Exercise description | Would you please transcribe, exactly as written, the lines of the entries below starting at the one that holds "and hands glyph" and ending at the one that holds "(their cost is a", both included?

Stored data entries

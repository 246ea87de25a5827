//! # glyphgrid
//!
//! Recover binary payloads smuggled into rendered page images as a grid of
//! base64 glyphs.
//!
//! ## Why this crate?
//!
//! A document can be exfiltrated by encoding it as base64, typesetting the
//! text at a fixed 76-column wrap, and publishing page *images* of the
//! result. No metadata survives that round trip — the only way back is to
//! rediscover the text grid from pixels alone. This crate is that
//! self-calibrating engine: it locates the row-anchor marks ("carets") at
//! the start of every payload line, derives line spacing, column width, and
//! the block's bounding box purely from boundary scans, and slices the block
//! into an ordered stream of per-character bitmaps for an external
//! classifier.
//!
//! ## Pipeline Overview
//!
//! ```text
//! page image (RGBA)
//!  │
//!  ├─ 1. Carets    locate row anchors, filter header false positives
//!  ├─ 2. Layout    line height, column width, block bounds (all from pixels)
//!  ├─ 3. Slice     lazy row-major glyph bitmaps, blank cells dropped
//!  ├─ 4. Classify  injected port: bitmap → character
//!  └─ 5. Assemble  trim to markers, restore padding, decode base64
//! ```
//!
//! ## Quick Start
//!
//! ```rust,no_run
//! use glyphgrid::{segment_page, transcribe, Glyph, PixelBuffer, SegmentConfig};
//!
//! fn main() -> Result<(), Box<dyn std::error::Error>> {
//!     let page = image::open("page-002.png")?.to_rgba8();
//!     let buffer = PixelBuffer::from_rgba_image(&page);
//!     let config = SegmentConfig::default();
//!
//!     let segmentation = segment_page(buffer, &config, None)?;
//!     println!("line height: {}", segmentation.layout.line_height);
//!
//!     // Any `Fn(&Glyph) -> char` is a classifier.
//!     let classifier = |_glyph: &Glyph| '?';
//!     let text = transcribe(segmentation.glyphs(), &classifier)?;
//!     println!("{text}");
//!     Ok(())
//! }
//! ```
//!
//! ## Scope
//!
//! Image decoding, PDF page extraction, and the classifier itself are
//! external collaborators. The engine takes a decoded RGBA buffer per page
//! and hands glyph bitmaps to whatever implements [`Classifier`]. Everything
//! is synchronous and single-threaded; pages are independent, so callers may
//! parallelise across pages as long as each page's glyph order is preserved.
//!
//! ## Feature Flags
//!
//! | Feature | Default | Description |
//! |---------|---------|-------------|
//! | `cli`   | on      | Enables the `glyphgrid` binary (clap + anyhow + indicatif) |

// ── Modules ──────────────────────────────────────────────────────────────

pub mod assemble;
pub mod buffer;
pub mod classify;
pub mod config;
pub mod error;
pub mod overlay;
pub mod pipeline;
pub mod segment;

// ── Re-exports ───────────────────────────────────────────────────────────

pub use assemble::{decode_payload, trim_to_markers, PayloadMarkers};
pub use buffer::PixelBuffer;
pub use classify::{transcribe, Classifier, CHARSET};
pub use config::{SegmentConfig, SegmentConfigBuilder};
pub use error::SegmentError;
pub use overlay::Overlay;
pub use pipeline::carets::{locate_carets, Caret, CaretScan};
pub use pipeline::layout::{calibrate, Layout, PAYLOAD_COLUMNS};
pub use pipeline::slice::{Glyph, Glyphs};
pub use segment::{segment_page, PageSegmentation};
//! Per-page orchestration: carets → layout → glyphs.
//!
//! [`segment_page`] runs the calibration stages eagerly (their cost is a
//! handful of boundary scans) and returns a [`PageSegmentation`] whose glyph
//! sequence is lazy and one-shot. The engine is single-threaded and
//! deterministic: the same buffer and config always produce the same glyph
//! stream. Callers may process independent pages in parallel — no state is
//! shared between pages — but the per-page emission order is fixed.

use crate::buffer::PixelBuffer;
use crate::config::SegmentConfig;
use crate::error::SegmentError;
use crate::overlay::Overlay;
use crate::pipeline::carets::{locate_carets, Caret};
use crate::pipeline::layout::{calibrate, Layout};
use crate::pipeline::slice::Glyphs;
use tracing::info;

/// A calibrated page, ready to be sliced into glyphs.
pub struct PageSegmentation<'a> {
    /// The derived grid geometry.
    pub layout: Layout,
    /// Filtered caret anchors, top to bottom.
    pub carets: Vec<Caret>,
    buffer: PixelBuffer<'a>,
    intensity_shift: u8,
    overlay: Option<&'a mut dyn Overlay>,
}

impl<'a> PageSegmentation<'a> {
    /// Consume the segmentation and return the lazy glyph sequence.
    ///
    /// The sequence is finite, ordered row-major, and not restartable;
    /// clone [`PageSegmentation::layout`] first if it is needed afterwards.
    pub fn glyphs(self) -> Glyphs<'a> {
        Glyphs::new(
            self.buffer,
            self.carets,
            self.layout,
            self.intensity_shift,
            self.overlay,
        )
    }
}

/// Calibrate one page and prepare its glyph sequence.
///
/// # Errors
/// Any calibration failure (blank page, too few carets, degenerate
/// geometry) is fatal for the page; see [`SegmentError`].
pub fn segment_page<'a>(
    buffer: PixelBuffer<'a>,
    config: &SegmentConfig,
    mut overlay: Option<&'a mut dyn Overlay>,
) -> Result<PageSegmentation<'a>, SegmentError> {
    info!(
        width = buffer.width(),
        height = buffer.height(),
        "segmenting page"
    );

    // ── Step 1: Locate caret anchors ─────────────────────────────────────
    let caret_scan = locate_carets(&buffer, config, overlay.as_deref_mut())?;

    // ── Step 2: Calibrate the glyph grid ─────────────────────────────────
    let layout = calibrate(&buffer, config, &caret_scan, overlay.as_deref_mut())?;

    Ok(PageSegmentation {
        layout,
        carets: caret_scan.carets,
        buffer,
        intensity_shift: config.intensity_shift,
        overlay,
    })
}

Written response |
//! and hands glyph bitmaps to whatever implements [`Classifier`]. Everything
//! is synchronous and single-threaded; pages are independent, so callers may
//! parallelise across pages as long as each page's glyph order is preserved.
//!
//! ## Feature Flags
//!
//! | Feature | Default | Description |
//! |---------|---------|-------------|
//! | `cli`   | on      | Enables the `glyphgrid` binary (clap + anyhow + indicatif) |

// ── Modules ──────────────────────────────────────────────────────────────

pub mod assemble;
pub mod buffer;
pub mod classify;
pub mod config;
pub mod error;
pub mod overlay;
pub mod pipeline;
pub mod segment;

// ── Re-exports ───────────────────────────────────────────────────────────

pub use assemble::{decode_payload, trim_to_markers, PayloadMarkers};
pub use buffer::PixelBuffer;
pub use classify::{transcribe, Classifier, CHARSET};
pub use config::{SegmentConfig, SegmentConfigBuilder};
pub use error::SegmentError;
pub use overlay::Overlay;
pub use pipeline::carets::{locate_carets, Caret, CaretScan};
pub use pipeline::layout::{calibrate, Layout, PAYLOAD_COLUMNS};
pub use pipeline::slice::{Glyph, Glyphs};
pub use segment::{segment_page, PageSegmentation};
//! Per-page orchestration: carets → layout → glyphs.
//!
//! [`segment_page`] runs the calibration stages eagerly (their cost is a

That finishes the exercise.